== EXERCISE ==
Stop at the line containing "pub enum RoadmapError": every line of the listing from the first up to that one must be set down exactly.

== INPUT DATA ==
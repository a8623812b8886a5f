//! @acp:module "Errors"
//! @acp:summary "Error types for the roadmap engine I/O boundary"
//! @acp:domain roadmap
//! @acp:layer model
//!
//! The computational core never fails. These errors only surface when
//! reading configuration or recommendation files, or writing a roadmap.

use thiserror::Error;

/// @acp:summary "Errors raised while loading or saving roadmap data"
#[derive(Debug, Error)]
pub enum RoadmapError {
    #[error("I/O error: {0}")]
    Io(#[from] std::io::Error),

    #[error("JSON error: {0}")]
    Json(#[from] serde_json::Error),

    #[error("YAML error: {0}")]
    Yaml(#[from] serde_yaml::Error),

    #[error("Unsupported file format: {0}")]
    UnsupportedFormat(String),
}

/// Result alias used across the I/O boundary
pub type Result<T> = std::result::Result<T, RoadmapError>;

== ANSWER BOX ==
repository a8623812b8886a5f
//! @acp:module "Errors"
//! @acp:summary "Error types for the roadmap engine I/O boundary"
//! @acp:domain roadmap
//! @acp:layer model
//!
//! The computational core never fails. These errors only surface when
//! reading configuration or recommendation files, or writing a roadmap.

use thiserror::Error;

/// @acp:summary "Errors raised while loading or saving roadmap data"
#[derive(Debug, Error)]
pub enum RoadmapError {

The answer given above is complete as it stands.